Even more stats: the researchers estimate that 83 percent of web servers are commercial in nature, 6 percent are academic or scientific, nearly 3 percent are health-related, just over 2 percent are personal sites, 1.5 percent are pornographic and just over 1 percent are government-related. Sites could be in more than one category, and remember, these are stats for web servers -- not web pages. The percentages could change significantly if individual pages were categorized.
The study also found that it was more likely that pages from popular and well-known sites would be indexed. That's in part a function of how search engines work -- spiders are more likely to visit a site if they keep coming across links to it -- plus it is a conscious decision on the part of most all the major search engines as a means to provide better listings and combat spam.
The study's authors worry that this trend means high-quality but "unpopular" pages may not list well. In my opinion, this is less a concern. If anything, I feel the trend toward popularity measures means that general users will get more relevant and useful results in response to common queries, which is desperately needed.

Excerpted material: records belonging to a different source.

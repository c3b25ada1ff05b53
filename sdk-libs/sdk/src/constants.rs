use solana_program::pubkey::Pubkey;

/// ID of the fixed-price-sale program.
pub const PROGRAM_ID_FIXED_PRICE_SALE: Pubkey =
    solana_program::pubkey!("SaLeTjyUa5wXHnGuewUSyJ5JWZaHwz3TxqUntCE9czo");
/// ID of the token-metadata program.
pub const PROGRAM_ID_TOKEN_METADATA: Pubkey =
    solana_program::pubkey!("metaqbxxUerdq28cj1RbAWkYQm3ybzjb6a8bt518x1s");
/// ID of the associated-token-account program.
pub const PROGRAM_ID_ASSOCIATED_TOKEN: Pubkey =
    solana_program::pubkey!("ATokenGPvbdGVxr1b2hvZbsiqW5xWH25efTNsLJA8knL");
/// ID of the spl token program. Declared here so the sdk does not depend on
/// spl-token for a single constant.
pub const PROGRAM_ID_SPL_TOKEN: Pubkey =
    solana_program::pubkey!("TokenkegQfeZyiNwAJbNbGKPFXCWuBvf9Ss623VQ5DA");

/// Seed of the vault owner PDA, followed by the resource mint and the store.
pub const VAULT_OWNER_SEED: &[u8] = b"mt_vault";
pub const METADATA_SEED: &[u8] = b"metadata";
pub const EDITION_SEED: &[u8] = b"edition";

/// Max byte length of a store name.
pub const NAME_MAX_LEN: usize = 40;
/// Max byte length of a store description.
pub const DESCRIPTION_MAX_LEN: usize = 60;

pub const DEFAULT_SELLER_FEE_BASIS_POINTS: u16 = 500;
pub const NFT_DECIMALS: u8 = 0;
use solana_program::{
    instruction::{AccountMeta, Instruction},
    pubkey::Pubkey,
    system_program,
};

use crate::{
    address::find_associated_token_address, error::Result, PROGRAM_ID_ASSOCIATED_TOKEN,
    PROGRAM_ID_SPL_TOKEN,
};

/// `Create` in the associated-token-account program instruction enum.
pub const CREATE_DISCRIMINATOR: u8 = 0;

/// Creates the canonical token account of `wallet` for `mint`, funded by
/// `payer`. Fails on-chain if the account already exists.
pub fn create_associated_token_account(
    payer: &Pubkey,
    wallet: &Pubkey,
    mint: &Pubkey,
) -> Result<Instruction> {
    let associated_token = find_associated_token_address(wallet, mint)?;
    Ok(Instruction {
        program_id: PROGRAM_ID_ASSOCIATED_TOKEN,
        accounts: vec![
            AccountMeta::new(*payer, true),
            AccountMeta::new(associated_token.address, false),
            AccountMeta::new_readonly(*wallet, false),
            AccountMeta::new_readonly(*mint, false),
            AccountMeta::new_readonly(system_program::ID, false),
            AccountMeta::new_readonly(PROGRAM_ID_SPL_TOKEN, false),
        ],
        data: vec![CREATE_DISCRIMINATOR],
    })
}
use async_trait::async_trait;
use solana_sdk::{
    account::Account,
    commitment_config::CommitmentConfig,
    hash::Hash,
    pubkey::Pubkey,
    signature::Signature,
    transaction::Transaction,
};
use storefront_client::rpc::{RpcConnection, RpcError};

use crate::program_test::LedgerSimulator;

#[async_trait]
impl RpcConnection for LedgerSimulator {
    fn new<U: ToString>(_url: U, _commitment_config: Option<CommitmentConfig>) -> Self
    where
        Self: Sized,
    {
        Self::default()
    }

    fn get_url(&self) -> String {
        "get_url doesn't make sense for LedgerSimulator".to_string()
    }

    async fn get_account(&self, address: Pubkey) -> Result<Option<Account>, RpcError> {
        Ok(self.account(&address).cloned())
    }

    async fn get_balance(&self, pubkey: &Pubkey) -> Result<u64, RpcError> {
        Ok(self.account(pubkey).map_or(0, |account| account.lamports))
    }

    async fn get_minimum_balance_for_rent_exemption(
        &self,
        data_len: usize,
    ) -> Result<u64, RpcError> {
        Ok(self.rent().minimum_balance(data_len))
    }

    async fn get_latest_blockhash(&mut self) -> Result<Hash, RpcError> {
        Ok(self.advance_blockhash())
    }

    async fn request_airdrop(
        &mut self,
        to: &Pubkey,
        lamports: u64,
    ) -> Result<Signature, RpcError> {
        Ok(self.airdrop(to, lamports))
    }

    async fn confirm_transaction_with_commitment(
        &self,
        signature: &Signature,
        _commitment: CommitmentConfig,
    ) -> Result<bool, RpcError> {
        match self.signature_status(signature) {
            Some(Ok(())) => Ok(true),
            Some(Err(error)) => Err(RpcError::from(error.clone())),
            None => Ok(false),
        }
    }

    async fn process_transaction(
        &mut self,
        transaction: Transaction,
    ) -> Result<Signature, RpcError> {
        self.execute_transaction(&transaction)
            .map_err(RpcError::from)
    }
}
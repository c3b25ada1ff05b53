use solana_sdk::{
    instruction::InstructionError, program_utils::limited_deserialize,
    system_instruction::SystemInstruction,
};

use super::InvokeContext;

pub(crate) fn process(ctx: &mut InvokeContext) -> Result<(), InstructionError> {
    let instruction: SystemInstruction = limited_deserialize(ctx.data())?;
    match instruction {
        SystemInstruction::CreateAccount {
            lamports,
            space,
            owner,
        } => {
            let from = ctx.signer(0)?;
            let to = ctx.signer(1)?;
            ctx.allocate(&from, &to, lamports, space, &owner)
        }
        SystemInstruction::Transfer { lamports } => {
            let from = ctx.signer(0)?;
            let to = ctx.key(1)?;
            ctx.transfer_lamports(&from, &to, lamports)
        }
        _ => Err(InstructionError::InvalidInstructionData),
    }
}
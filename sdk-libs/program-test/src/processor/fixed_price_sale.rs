use borsh::BorshDeserialize;
use solana_sdk::{account::Account, instruction::InstructionError, pubkey::Pubkey};
use storefront_sdk::{
    address::{master_edition_seeds, vault_owner_seeds, DerivedAddress},
    discriminator::instruction_discriminator,
    instruction::fixed_price_sale::{
        CreateStoreArgs, FixedPriceSaleErrorCode, InitSellingResourceArgs, CREATE_STORE,
        INIT_SELLING_RESOURCE,
    },
    state::{
        AnchorAccount, MasterEdition, MetadataRecord, SellingResource, SellingResourceState,
        Store,
    },
    DESCRIPTION_MAX_LEN, NAME_MAX_LEN, PROGRAM_ID_FIXED_PRICE_SALE, PROGRAM_ID_SPL_TOKEN,
    PROGRAM_ID_TOKEN_METADATA,
};

use super::{token, InvokeContext};

// Anchor framework error codes.
const INSTRUCTION_FALLBACK_NOT_FOUND: u32 = 101;
const INSTRUCTION_DID_NOT_DESERIALIZE: u32 = 102;
const CONSTRAINT_HAS_ONE: u32 = 2001;
const CONSTRAINT_SEEDS: u32 = 2006;
const ACCOUNT_DISCRIMINATOR_MISMATCH: u32 = 3002;
const ACCOUNT_DID_NOT_DESERIALIZE: u32 = 3003;
const ACCOUNT_OWNED_BY_WRONG_PROGRAM: u32 = 3007;
const ACCOUNT_NOT_SIGNER: u32 = 3010;
const ACCOUNT_NOT_INITIALIZED: u32 = 3012;

fn program_error(code: FixedPriceSaleErrorCode) -> InstructionError {
    InstructionError::Custom(code.into())
}

pub(crate) fn process(ctx: &mut InvokeContext) -> Result<(), InstructionError> {
    if ctx.data().len() < 8 {
        return Err(InstructionError::Custom(INSTRUCTION_FALLBACK_NOT_FOUND));
    }
    let (discriminator, payload) = ctx.data().split_at(8);
    if discriminator == instruction_discriminator(CREATE_STORE) {
        let args = CreateStoreArgs::try_from_slice(payload)
            .map_err(|_| InstructionError::Custom(INSTRUCTION_DID_NOT_DESERIALIZE))?;
        create_store(ctx, args)
    } else if discriminator == instruction_discriminator(INIT_SELLING_RESOURCE) {
        let args = InitSellingResourceArgs::try_from_slice(payload)
            .map_err(|_| InstructionError::Custom(INSTRUCTION_DID_NOT_DESERIALIZE))?;
        init_selling_resource(ctx, args)
    } else {
        Err(InstructionError::Custom(INSTRUCTION_FALLBACK_NOT_FOUND))
    }
}

/// Account at `key` that must already exist and belong to `owner`.
fn existing<'c>(
    ctx: &'c InvokeContext,
    key: &Pubkey,
    owner: &Pubkey,
) -> Result<&'c Account, InstructionError> {
    let account = ctx
        .account(key)
        .ok_or(InstructionError::Custom(ACCOUNT_NOT_INITIALIZED))?;
    if account.owner != *owner {
        return Err(InstructionError::Custom(ACCOUNT_OWNED_BY_WRONG_PROGRAM));
    }
    Ok(account)
}

fn write_record<T: AnchorAccount>(
    ctx: &mut InvokeContext,
    key: &Pubkey,
    record: &T,
) -> Result<(), InstructionError> {
    let data = record
        .pack()
        .map_err(|_| InstructionError::AccountDataTooSmall)?;
    ctx.account_mut(key)?.data = data;
    Ok(())
}

fn create_store(ctx: &mut InvokeContext, args: CreateStoreArgs) -> Result<(), InstructionError> {
    let admin = ctx.key(0)?;
    let store = ctx.key(1)?;
    if !ctx.is_signer(0)? || !ctx.is_signer(1)? {
        return Err(program_error(FixedPriceSaleErrorCode::NoValidSignerPresent));
    }
    if args.name.len() > NAME_MAX_LEN {
        return Err(program_error(FixedPriceSaleErrorCode::NameIsTooLong));
    }
    if args.description.len() > DESCRIPTION_MAX_LEN {
        return Err(program_error(FixedPriceSaleErrorCode::DescriptionIsTooLong));
    }

    ctx.allocate_rent_exempt(&admin, &store, Store::LEN, &PROGRAM_ID_FIXED_PRICE_SALE)?;
    let record = Store {
        admin,
        name: args.name,
        description: args.description,
    };
    write_record(ctx, &store, &record)
}

fn init_selling_resource(
    ctx: &mut InvokeContext,
    args: InitSellingResourceArgs,
) -> Result<(), InstructionError> {
    let store = ctx.key(0)?;
    let admin = ctx.key(1)?;
    let selling_resource = ctx.key(2)?;
    let selling_resource_owner = ctx.key(3)?;
    let resource_mint = ctx.key(4)?;
    let master_edition = ctx.key(5)?;
    let vault = ctx.key(7)?;
    let owner = ctx.key(8)?;
    let resource_token = ctx.key(9)?;

    if !ctx.is_signer(1)? || !ctx.is_signer(2)? {
        return Err(InstructionError::Custom(ACCOUNT_NOT_SIGNER));
    }

    let store_account = existing(ctx, &store, &PROGRAM_ID_FIXED_PRICE_SALE)?;
    let store_record = Store::unpack(&store_account.data)
        .map_err(|_| InstructionError::Custom(ACCOUNT_DISCRIMINATOR_MISMATCH))?;
    if store_record.admin != admin {
        return Err(InstructionError::Custom(CONSTRAINT_HAS_ONE));
    }

    existing(ctx, &resource_mint, &PROGRAM_ID_SPL_TOKEN)?;
    token::unpack_mint(ctx, &resource_mint)
        .map_err(|_| InstructionError::Custom(ACCOUNT_DID_NOT_DESERIALIZE))?;

    let edition_account = existing(ctx, &master_edition, &PROGRAM_ID_TOKEN_METADATA)?;
    let expected_edition = DerivedAddress {
        address: master_edition,
        bump: args.master_edition_bump,
    };
    if !expected_edition.verify(
        &master_edition_seeds(&resource_mint),
        &PROGRAM_ID_TOKEN_METADATA,
    ) {
        return Err(program_error(FixedPriceSaleErrorCode::DerivedKeyInvalid));
    }
    let edition = <MasterEdition as MetadataRecord>::unpack(&edition_account.data)
        .map_err(|_| InstructionError::Custom(ACCOUNT_DID_NOT_DESERIALIZE))?;

    // The vault has to exist before it can be bound to a listing.
    existing(ctx, &vault, &PROGRAM_ID_SPL_TOKEN)?;
    let vault_state = token::unpack_token_account(ctx, &vault)
        .map_err(|_| InstructionError::Custom(ACCOUNT_DID_NOT_DESERIALIZE))?;
    if vault_state.owner != owner {
        return Err(InstructionError::Custom(CONSTRAINT_HAS_ONE));
    }
    let vault_owner = DerivedAddress {
        address: owner,
        bump: args.vault_owner_bump,
    };
    if !vault_owner.verify(
        &vault_owner_seeds(&resource_mint, &store),
        &PROGRAM_ID_FIXED_PRICE_SALE,
    ) {
        return Err(InstructionError::Custom(CONSTRAINT_SEEDS));
    }

    let max_supply = match edition.max_supply {
        Some(edition_max_supply) => {
            let requested = args.max_supply.ok_or(program_error(
                FixedPriceSaleErrorCode::SupplyIsNotProvided,
            ))?;
            let available = edition_max_supply.saturating_sub(edition.supply);
            if requested > available {
                return Err(program_error(
                    FixedPriceSaleErrorCode::SupplyIsGtThanAvailable,
                ));
            }
            Some(requested)
        }
        None => args.max_supply,
    };

    token::transfer(ctx, &resource_token, &vault, &admin, 1)?;

    ctx.allocate_rent_exempt(
        &admin,
        &selling_resource,
        SellingResource::LEN,
        &PROGRAM_ID_FIXED_PRICE_SALE,
    )?;
    let record = SellingResource {
        store,
        owner: selling_resource_owner,
        resource: resource_mint,
        vault,
        vault_owner: owner,
        supply: 0,
        max_supply,
        state: SellingResourceState::Created,
    };
    write_record(ctx, &selling_resource, &record)
}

Meanwhile, those performing more refined and focused queries such as research professionals should still be able to locate much information of use.
The solution to better serving the second group probably won't be to create a single, super-comprehensive 800 million web page search engine. Instead, it's likely to be the creation of new specialty services that do in-depth coverage of sites by topic.
Long overdue is probably an academic search engine. I've talked to several people recently who all wish there was a way to do a search across university web sites, with the knowledge that the search engine would have done a deep and frequent crawl of the sites on its list. Whether such a service would make money for its owners is another issue, of course.
But even as specialty services arise, there are definitely advantages for general purpose search engines to enlarge their indexes and keep pace with the web. It means that they can provide more comprehensive coverage for those users that search for unique or obscure information, such as about a rare disease. And users themselves should consider search engine size when selecting among services. Just be wary about using size alone to decide which service is best.
Accessibility and Distribution of Information on the Web
Produced by the authors of the study, you can request a copy to be sent via email, and more details are also promised for the future.
Search Engine Sizes
You'll find comparison charts and links to past articles that deal with size issues, including the previous Science study, all on this page.
* The researchers actually did test queries first, then used Northern Light as a benchmark, but I've reversed the steps to more easily explain the process.
** The researchers did a Boolean NOT search for a term they knew was not in the Northern Light index. As a result, a listing of all pages indexed by Northern Light was displayed.
*** The search engines will provide self-reported size estimates, but there's no way to audit this with some via a search as was done with Northern Light.